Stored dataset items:
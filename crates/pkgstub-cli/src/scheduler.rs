//! Package scheduler: renders every package of the registry on a fixed
//! worker pool.
//!
//! The namespace set is built once and shared read-only. Package ids are
//! queued up front; each pool thread loops popping one id at a time and runs
//! a fresh exporter for it, so emission state never crosses threads. A panic
//! inside one package (an internal-consistency violation) propagates out of
//! the pool and aborts the run.

use crate::queue::WorkQueue;
use crate::sink::{ArtifactSink, SinkError};
use pkgstub_emitter::{ExportOptions, NamespaceError, PackageNamespaces, export_package};
use pkgstub_symbols::{PackageId, PackageRegistry, SymbolTable};
use std::path::PathBuf;
use std::sync::Mutex;
use std::sync::atomic::{AtomicUsize, Ordering};
use thiserror::Error;
use tracing::{Level, debug, error, info, span};

#[derive(Debug, Error)]
pub enum ScheduleError {
    #[error(transparent)]
    Namespaces(#[from] NamespaceError),

    #[error("failed to start worker pool")]
    Pool(#[from] rayon::ThreadPoolBuildError),

    #[error("{} artifact(s) could not be written; first: {}", .0.len(), first_error(.0))]
    Sink(Vec<SinkError>),
}

fn first_error(errors: &[SinkError]) -> String {
    errors
        .first()
        .map(|err| err.to_string())
        .unwrap_or_default()
}

/// Settings of one scheduler run.
#[derive(Clone, Debug)]
pub struct RunConfig {
    pub output_dir: PathBuf,
    /// `None` uses every available core.
    pub workers: Option<usize>,
    pub export: ExportOptions,
}

impl Default for RunConfig {
    fn default() -> Self {
        RunConfig {
            output_dir: PathBuf::from("."),
            workers: None,
            export: ExportOptions::default(),
        }
    }
}

impl RunConfig {
    pub fn worker_count(&self) -> usize {
        self.workers.unwrap_or_else(num_cpus::get).max(1)
    }
}

#[derive(Clone, Copy, Debug, Default, PartialEq, Eq)]
pub struct RunSummary {
    pub packages: usize,
    pub artifacts: usize,
}

/// Render every package of `packages` and hand the artifacts to `sink`.
pub fn run(
    table: &SymbolTable,
    packages: &PackageRegistry,
    config: &RunConfig,
    sink: &dyn ArtifactSink,
) -> Result<RunSummary, ScheduleError> {
    let workers = config.worker_count();
    let _span = span!(
        Level::INFO,
        "schedule",
        packages = packages.len(),
        workers
    )
    .entered();

    let namespaces = PackageNamespaces::build(table, packages)?;
    let queue: WorkQueue<PackageId> = packages.ids().collect();

    let pool = rayon::ThreadPoolBuilder::new()
        .num_threads(workers)
        .thread_name(|index| format!("pkgstub-worker-{index}"))
        .build()?;

    let processed = AtomicUsize::new(0);
    let written = AtomicUsize::new(0);
    let failures = Mutex::new(Vec::new());

    pool.broadcast(|ctx| {
        while let Some(&id) = queue.try_pop() {
            let Some(package) = packages.get(id) else {
                continue;
            };
            debug!(worker = ctx.index(), package = %package.full_name(), "picked package");

            let bundle = export_package(table, package, &namespaces, &config.export);
            processed.fetch_add(1, Ordering::Relaxed);

            let files = match bundle.files() {
                Ok(files) => files,
                Err(source) => {
                    record_failure(
                        &failures,
                        SinkError::Manifest {
                            package: package.full_name(),
                            source,
                        },
                    );
                    continue;
                }
            };
            for (name, contents) in files {
                match sink.write(&name, &contents) {
                    Ok(()) => {
                        written.fetch_add(1, Ordering::Relaxed);
                    }
                    Err(err) => record_failure(&failures, err),
                }
            }
        }
    });

    let failures = failures
        .into_inner()
        .unwrap_or_else(|poisoned| poisoned.into_inner());
    if !failures.is_empty() {
        return Err(ScheduleError::Sink(failures));
    }

    let summary = RunSummary {
        packages: processed.into_inner(),
        artifacts: written.into_inner(),
    };
    info!(
        packages = summary.packages,
        artifacts = summary.artifacts,
        "run complete"
    );
    Ok(summary)
}

fn record_failure(failures: &Mutex<Vec<SinkError>>, err: SinkError) {
    error!(error = %err, "artifact write failed");
    failures
        .lock()
        .unwrap_or_else(|poisoned| poisoned.into_inner())
        .push(err);
}
use clap::Parser;
use std::path::PathBuf;

use crate::config::FileConfig;

/// CLI arguments for the pkgstub binary.
#[derive(Parser, Debug)]
#[command(
    name = "pkgstub",
    version,
    about = "Generate interface stubs for every package of a frozen symbol table"
)]
pub struct CliArgs {
    /// Symbol table snapshot (JSON) to read.
    #[arg(short = 's', long)]
    pub snapshot: PathBuf,

    /// Directory the artifacts are written to.
    #[arg(short = 'o', long = "output-dir")]
    pub output_dir: Option<PathBuf>,

    /// Number of worker threads (default: available cores).
    #[arg(short = 'j', long)]
    pub workers: Option<usize>,

    /// Base class of flat-file records, e.g. `Opus::Flatfiles::Record`.
    #[arg(long = "record-base")]
    pub record_base: Option<String>,

    /// Path to a pkgstub.json config file.
    #[arg(short = 'c', long)]
    pub config: Option<PathBuf>,

    /// Render only this package (e.g. `Project::Foo`) and print its stub.
    #[arg(short = 'p', long)]
    pub package: Option<String>,
}

impl CliArgs {
    /// The settings given on the command line, in config-file shape.
    pub fn overrides(&self) -> FileConfig {
        FileConfig {
            output_dir: self.output_dir.clone(),
            workers: self.workers,
            record_base: self.record_base.clone(),
            header: None,
        }
    }
}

• TASK PROMPT: Could you set down every line above exactly as written?

• ANSWER FOR THIS EXERCISE:
filename crates/pkgstub-cli/src/scheduler.rs
//! Package scheduler: renders every package of the registry on a fixed
//! worker pool.
//!
//! The namespace set is built once and shared read-only. Package ids are
//! queued up front; each pool thread loops popping one id at a time and runs
//! a fresh exporter for it, so emission state never crosses threads. A panic
//! inside one package (an internal-consistency violation) propagates out of
//! the pool and aborts the run.

use crate::queue::WorkQueue;
use crate::sink::{ArtifactSink, SinkError};
use pkgstub_emitter::{ExportOptions, NamespaceError, PackageNamespaces, export_package};
use pkgstub_symbols::{PackageId, PackageRegistry, SymbolTable};
use std::path::PathBuf;
use std::sync::Mutex;
use std::sync::atomic::{AtomicUsize, Ordering};
use thiserror::Error;
use tracing::{Level, debug, error, info, span};

#[derive(Debug, Error)]
pub enum ScheduleError {
    #[error(transparent)]
    Namespaces(#[from] NamespaceError),

    #[error("failed to start worker pool")]
    Pool(#[from] rayon::ThreadPoolBuildError),

    #[error("{} artifact(s) could not be written; first: {}", .0.len(), first_error(.0))]
    Sink(Vec<SinkError>),
}

fn first_error(errors: &[SinkError]) -> String {
    errors
        .first()
        .map(|err| err.to_string())
        .unwrap_or_default()
}

/// Settings of one scheduler run.
#[derive(Clone, Debug)]
pub struct RunConfig {
    pub output_dir: PathBuf,
    /// `None` uses every available core.
    pub workers: Option<usize>,
    pub export: ExportOptions,
}

impl Default for RunConfig {
    fn default() -> Self {
        RunConfig {
            output_dir: PathBuf::from("."),
            workers: None,
            export: ExportOptions::default(),
        }
    }
}

impl RunConfig {
    pub fn worker_count(&self) -> usize {
        self.workers.unwrap_or_else(num_cpus::get).max(1)
    }
}

#[derive(Clone, Copy, Debug, Default, PartialEq, Eq)]
pub struct RunSummary {
    pub packages: usize,
    pub artifacts: usize,
}

/// Render every package of `packages` and hand the artifacts to `sink`.
pub fn run(
    table: &SymbolTable,
    packages: &PackageRegistry,
    config: &RunConfig,
    sink: &dyn ArtifactSink,
) -> Result<RunSummary, ScheduleError> {
    let workers = config.worker_count();
    let _span = span!(
        Level::INFO,
        "schedule",
        packages = packages.len(),
        workers
    )
    .entered();

    let namespaces = PackageNamespaces::build(table, packages)?;
    let queue: WorkQueue<PackageId> = packages.ids().collect();

    let pool = rayon::ThreadPoolBuilder::new()
        .num_threads(workers)
        .thread_name(|index| format!("pkgstub-worker-{index}"))
        .build()?;

    let processed = AtomicUsize::new(0);
    let written = AtomicUsize::new(0);
    let failures = Mutex::new(Vec::new());

    pool.broadcast(|ctx| {
        while let Some(&id) = queue.try_pop() {
            let Some(package) = packages.get(id) else {
                continue;
            };
            debug!(worker = ctx.index(), package = %package.full_name(), "picked package");

            let bundle = export_package(table, package, &namespaces, &config.export);
            processed.fetch_add(1, Ordering::Relaxed);

            let files = match bundle.files() {
                Ok(files) => files,
                Err(source) => {
                    record_failure(
                        &failures,
                        SinkError::Manifest {
                            package: package.full_name(),
                            source,
                        },
                    );
                    continue;
                }
            };
            for (name, contents) in files {
                match sink.write(&name, &contents) {
                    Ok(()) => {
                        written.fetch_add(1, Ordering::Relaxed);
                    }
                    Err(err) => record_failure(&failures, err),
                }
            }
        }
    });

    let failures = failures
        .into_inner()
        .unwrap_or_else(|poisoned| poisoned.into_inner());
    if !failures.is_empty() {
        return Err(ScheduleError::Sink(failures));
    }

    let summary = RunSummary {
        packages: processed.into_inner(),
        artifacts: written.into_inner(),
    };
    info!(
        packages = summary.packages,
        artifacts = summary.artifacts,
        "run complete"
    );
    Ok(summary)
}

fn record_failure(failures: &Mutex<Vec<SinkError>>, err: SinkError) {
    error!(error = %err, "artifact write failed");
    failures
        .lock()
        .unwrap_or_else(|poisoned| poisoned.into_inner())
        .push(err);
}
use clap::Parser;
use std::path::PathBuf;

use crate::config::FileConfig;

/// CLI arguments for the pkgstub binary.
#[derive(Parser, Debug)]
#[command(
    name = "pkgstub",
    version,
    about = "Generate interface stubs for every package of a frozen symbol table"
)]
pub struct CliArgs {
    /// Symbol table snapshot (JSON) to read.
    #[arg(short = 's', long)]
    pub snapshot: PathBuf,

    /// Directory the artifacts are written to.
    #[arg(short = 'o', long = "output-dir")]
    pub output_dir: Option<PathBuf>,

    /// Number of worker threads (default: available cores).
    #[arg(short = 'j', long)]
    pub workers: Option<usize>,

    /// Base class of flat-file records, e.g. `Opus::Flatfiles::Record`.
    #[arg(long = "record-base")]
    pub record_base: Option<String>,

    /// Path to a pkgstub.json config file.
    #[arg(short = 'c', long)]
    pub config: Option<PathBuf>,

    /// Render only this package (e.g. `Project::Foo`) and print its stub.
    #[arg(short = 'p', long)]
    pub package: Option<String>,
}

impl CliArgs {
    /// The settings given on the command line, in config-file shape.
    pub fn overrides(&self) -> FileConfig {
        FileConfig {
            output_dir: self.output_dir.clone(),
            workers: self.workers,
            record_base: self.record_base.clone(),
            header: None,
        }
    }
}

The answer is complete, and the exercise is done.